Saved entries
□ □ □ □

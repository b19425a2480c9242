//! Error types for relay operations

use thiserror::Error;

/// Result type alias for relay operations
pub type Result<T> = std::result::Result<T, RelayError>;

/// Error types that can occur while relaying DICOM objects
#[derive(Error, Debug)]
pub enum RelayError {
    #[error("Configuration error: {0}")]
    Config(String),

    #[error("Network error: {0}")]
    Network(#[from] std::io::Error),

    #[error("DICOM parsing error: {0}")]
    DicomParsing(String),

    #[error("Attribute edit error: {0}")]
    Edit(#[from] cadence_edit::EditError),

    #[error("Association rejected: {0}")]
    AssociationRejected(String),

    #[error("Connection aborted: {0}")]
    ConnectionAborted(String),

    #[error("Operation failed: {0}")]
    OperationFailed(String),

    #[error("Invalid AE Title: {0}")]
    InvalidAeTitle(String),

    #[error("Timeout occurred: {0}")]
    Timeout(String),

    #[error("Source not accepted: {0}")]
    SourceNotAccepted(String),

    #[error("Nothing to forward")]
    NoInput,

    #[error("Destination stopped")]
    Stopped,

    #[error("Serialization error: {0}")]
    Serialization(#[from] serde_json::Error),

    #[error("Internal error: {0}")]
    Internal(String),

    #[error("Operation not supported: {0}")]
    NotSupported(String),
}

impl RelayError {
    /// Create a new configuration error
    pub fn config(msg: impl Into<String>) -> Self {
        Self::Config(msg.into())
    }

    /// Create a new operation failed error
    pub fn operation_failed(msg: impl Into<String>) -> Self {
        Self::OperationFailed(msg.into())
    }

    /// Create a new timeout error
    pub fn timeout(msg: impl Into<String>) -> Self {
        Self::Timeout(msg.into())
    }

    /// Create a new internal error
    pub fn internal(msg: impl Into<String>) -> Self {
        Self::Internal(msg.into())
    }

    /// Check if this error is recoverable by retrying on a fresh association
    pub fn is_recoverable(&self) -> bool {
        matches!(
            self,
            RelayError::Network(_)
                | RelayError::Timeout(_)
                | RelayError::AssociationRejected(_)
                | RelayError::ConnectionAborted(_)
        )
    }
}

□ □ □ □

Output the data once more, exactly as it appears above.

repository b19425a2480c9242
//! Error types for relay operations

use thiserror::Error;

/// Result type alias for relay operations
pub type Result<T> = std::result::Result<T, RelayError>;

/// Error types that can occur while relaying DICOM objects
#[derive(Error, Debug)]
pub enum RelayError {
    #[error("Configuration error: {0}")]
    Config(String),

    #[error("Network error: {0}")]
    Network(#[from] std::io::Error),

    #[error("DICOM parsing error: {0}")]
    DicomParsing(String),

    #[error("Attribute edit error: {0}")]
    Edit(#[from] cadence_edit::EditError),

    #[error("Association rejected: {0}")]
    AssociationRejected(String),

    #[error("Connection aborted: {0}")]
    ConnectionAborted(String),

    #[error("Operation failed: {0}")]
    OperationFailed(String),

    #[error("Invalid AE Title: {0}")]
    InvalidAeTitle(String),

    #[error("Timeout occurred: {0}")]
    Timeout(String),

    #[error("Source not accepted: {0}")]
    SourceNotAccepted(String),

    #[error("Nothing to forward")]
    NoInput,

    #[error("Destination stopped")]
    Stopped,

    #[error("Serialization error: {0}")]
    Serialization(#[from] serde_json::Error),

    #[error("Internal error: {0}")]
    Internal(String),

    #[error("Operation not supported: {0}")]
    NotSupported(String),
}

impl RelayError {
    /// Create a new configuration error
    pub fn config(msg: impl Into<String>) -> Self {
        Self::Config(msg.into())
    }

    /// Create a new operation failed error
    pub fn operation_failed(msg: impl Into<String>) -> Self {
        Self::OperationFailed(msg.into())
    }

    /// Create a new timeout error
    pub fn timeout(msg: impl Into<String>) -> Self {
        Self::Timeout(msg.into())
    }

    /// Create a new internal error
    pub fn internal(msg: impl Into<String>) -> Self {
        Self::Internal(msg.into())
    }

    /// Check if this error is recoverable by retrying on a fresh association
    pub fn is_recoverable(&self) -> bool {
        matches!(
            self,
            RelayError::Network(_)
                | RelayError::Timeout(_)
                | RelayError::AssociationRejected(_)
                | RelayError::ConnectionAborted(_)
        )
    }
}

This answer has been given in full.